Remove duplicate data in Oracle Database

Source: Internet
Author: User

During normal development, we often encounter repeated data in data tables. How can this problem be solved? Here we will introduce the data deduplication methods in two cases: 1. Completely duplicate data deduplication; 2. Partial field data deduplication.

I. Completely duplicate data deduplication Method

You can use the following SQL statement to deduplicate data in a table.

Code

CREATETABLE "# temp" AS (SELECTDISTINCT * FROM Table Name); -- creates a temporary table and inserts the data after DISTINCT deduplication into the temporary table

TruncateTABLE table name; -- clear the original table data

INSERTINTO table name (SELECT * FROM "# temp"); -- inserts temporary table data into the original table

DROPTABLE "# temp"; -- delete a temporary table

The specific idea is to first create a temporary table, then insert the table data after DISTINCT into the temporary table, then clear the original table data, and then insert the data in the temporary table into the original table; finally, delete the temporary table.

Ii. Data deduplication Methods

First, find duplicate data

Select Field 1, Field 2, count (*) from table name groupby Field 1, Field 2 havingcount (*)> 1

Change the ">" number above to "=" to query the non-duplicated data.

To delete the duplicate data, use the following statement:

Deletefrom table name a where field 1, Field 2 in

(Select Field 1, Field 2, count (*) from table name groupby Field 1, Field 2 havingcount (*)> 1)

The preceding statement is very simple, that is, to delete the queried data. However, the deletion execution efficiency is very low. For large data volumes, the database may be stuck.

Based on the above situation, you can first Insert the queried duplicate data into a temporary table and then delete the data. In this way, you do not need to perform another query When deleting the data. As follows:

CREATETABLE temporary table

(Select Field 1, Field 2, count (*) from table name groupby Field 1, Field 2 havingcount (*)> 1)

You can perform the following deletion operations:

Deletefrom table name a where field 1, Field 2 in (select Field 1, Field 2 from temporary table );

Creating a temporary table before deleting it is much more efficient than simply using a statement to delete it.
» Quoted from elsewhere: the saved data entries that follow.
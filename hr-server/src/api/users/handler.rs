//! Account Management Handlers

use axum::{Json, extract::State};

use crate::core::ServerState;
use crate::db::models::Account;
use crate::db::repository::AccountRepository;
use crate::utils::AppResult;

/// List all accounts (password hash never serialized)
pub async fn list(State(state): State<ServerState>) -> AppResult<Json<Vec<Account>>> {
    let repo = AccountRepository::new(state.get_db());
    let accounts = repo.find_all().await?;
    Ok(Json(accounts))
}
The preceding statement deletes all the duplicates. in oracle, an automatic rowid is hidden, and each record is given a unique rowid, if we want to keep the latest record, we can use this field to keep the record with the largest rowid In the duplicate data.

The following is an example of querying duplicate data:

Select a. rowid, a. * from table name

Where a. rowid! =

(

Selectmax (B. rowid) from table name B

Where a. Field 1 = B. Field 1 and

A. Field 2 = B. Field 2

)

The statement in the brackets above is to query the record with the largest rowid in the repeated data. In addition, duplicate data except the maximum rowid is queried.

As a result, we need to delete the duplicate data and keep only the latest data record. Then we can write it like this:

Deletefrom table name

Where a. rowid! =

(

Selectmax (B. rowid) from table name B

Where a. Field 1 = B. Field 1 and

A. Field 2 = B. Field 2

)

Similarly, the execution efficiency of the above Code is low after all. Therefore, we can consider creating a temporary table to insert duplicate fields and rowids into the temporary table and then compare them during deletion.

Createtable temporary table

Select a. Field 1, a. Field 2, MAX (a. ROWID) dataid from formal Table a GROUPBY a. Field 1, a. Field 2;

Deletefrom table name

Where a. rowid! =

(

Select B. dataid from temporary table B

Where a. Field 1 = B. Field 1 and

A. Field 2 = B. Field 2

);

Commit;

Related Article

Contact Us

The content source of this page is from Internet, which doesn't represent Alibaba Cloud's opinion; products and services mentioned on that page don't have any relationship with Alibaba Cloud. If the content of the page makes you feel confusing, please write us an email, we will handle the problem within 5 days after receiving your email.

If you find any instances of plagiarism from the community, please send an email to: info-contact@alibabacloud.com and provide relevant evidence. A staff member will contact you within 5 working days.

A Free Trial That Lets You Build Big!

Start building with 50+ products and up to 12 months usage for Elastic Compute Service

  • Sales Support

    1 on 1 presale consultation

  • After-Sales Support

    24/7 Technical Support 6 Free Tickets per Quarter Faster Response

  • Alibaba Cloud offers highly flexible support services tailored to meet your exact needs.